Recent studies have indicated that delayed-onset posttraumatic stress disorder (PTSD) (i.e., the development of PTSD more than 6 months posttrauma) is generally characterised by subsyndromal diagnoses within the first 6 months. This study sought to examine the relationship between sub-clinical levels of PTSD symptoms at 3 months posttrauma and delayed onset PTSD at 12 months in a large sample of traumatic injury survivors.


Three hundred and one consecutively admitted injury survivors were assessed at 3 and 12 months posttrauma. PTSD was diagnosed according to DSM-IV criteria, while partial and subsyndromal diagnoses were based on recent definitions developed by Mylle and Maes [Mylle, J., Maes, M., 2004. Partial posttraumatic stress disorder revisited. J. Affect. Disord. 78, 37-48].

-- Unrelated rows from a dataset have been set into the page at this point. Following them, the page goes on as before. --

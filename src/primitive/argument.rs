use crate::error::{ErrorContext, ErrorHook, ErrorKind, ErrorOverrides, Failure};
use crate::message::Message;
use crate::model::{BoxFuture, Mode, Priority};
use crate::parse::{end_of_input, Outcome, ParseContext, Parser};
use crate::suggest::Suggestion;
use crate::token::{classify, is_dash_shaped, TokenShape};
use crate::usage::{DocEntry, DocFragments, DocState, UsageTerm};
use crate::value::ValueParser;

use super::{decline, decline_with};

/// A positional argument capturing one plain token.
///
/// Option-shaped tokens are declined until the `--` terminator flips the
/// buffer into plain text; slash tokens (`/path/to/file`, `/V`) are plain
/// unless some sibling declares them, so filesystem paths parse here
/// without ceremony.
pub struct Argument<V: ValueParser> {
    metavar: String,
    value: V,
    help: Option<Message>,
    overrides: ErrorOverrides,
}

/// What to do with the head token, decided before any value conversion.
enum Claim {
    Terminator,
    Text(String),
    Fail(Failure),
}

/// A positional argument displayed as `metavar`, converting through `value`.
///
/// ### Example
/// ```
/// use argot::{argument, from_str, parse};
///
/// let count = argument("COUNT", from_str::<u32>());
/// assert_eq!(parse(&count, ["7"]).unwrap(), 7);
/// ```
pub fn argument<V: ValueParser>(metavar: impl Into<String>, value: V) -> Argument<V> {
    Argument {
        metavar: metavar.into(),
        value,
        help: None,
        overrides: ErrorOverrides::default(),
    }
}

Eight percent of participants was diagnosed with 3-month PTSD while 10% was diagnosed with 12-month PTSD. Nearly half (47%) of 12-month PTSD cases were of delayed onset. The majority of those with delayed-onset were diagnosed with partial or subsyndromal PTSD at 3 months. Ten percent of delayed onset cases did not meet partial or subsyndromal criteria.


As symptoms were not assessed at 6 months (the DSM cut-off for delayed PTSD), it could not be conclusively determined that delayed-onset cases had not developed PTSD between 3 and 6 months posttrauma.


A considerable proportion of 12-month PTSD diagnoses was delayed in onset. While most demonstrated 3-month morbidity in the form of partial and subsyndromal diagnoses, a minority did not. Thus, clinicians should consider subthreshold diagnoses as potential risk factors for delayed-onset PTSD. Future research is required to identify factors that may predict delayed-onset PTSD in trauma survivors without evidence of prior PTSD pathology.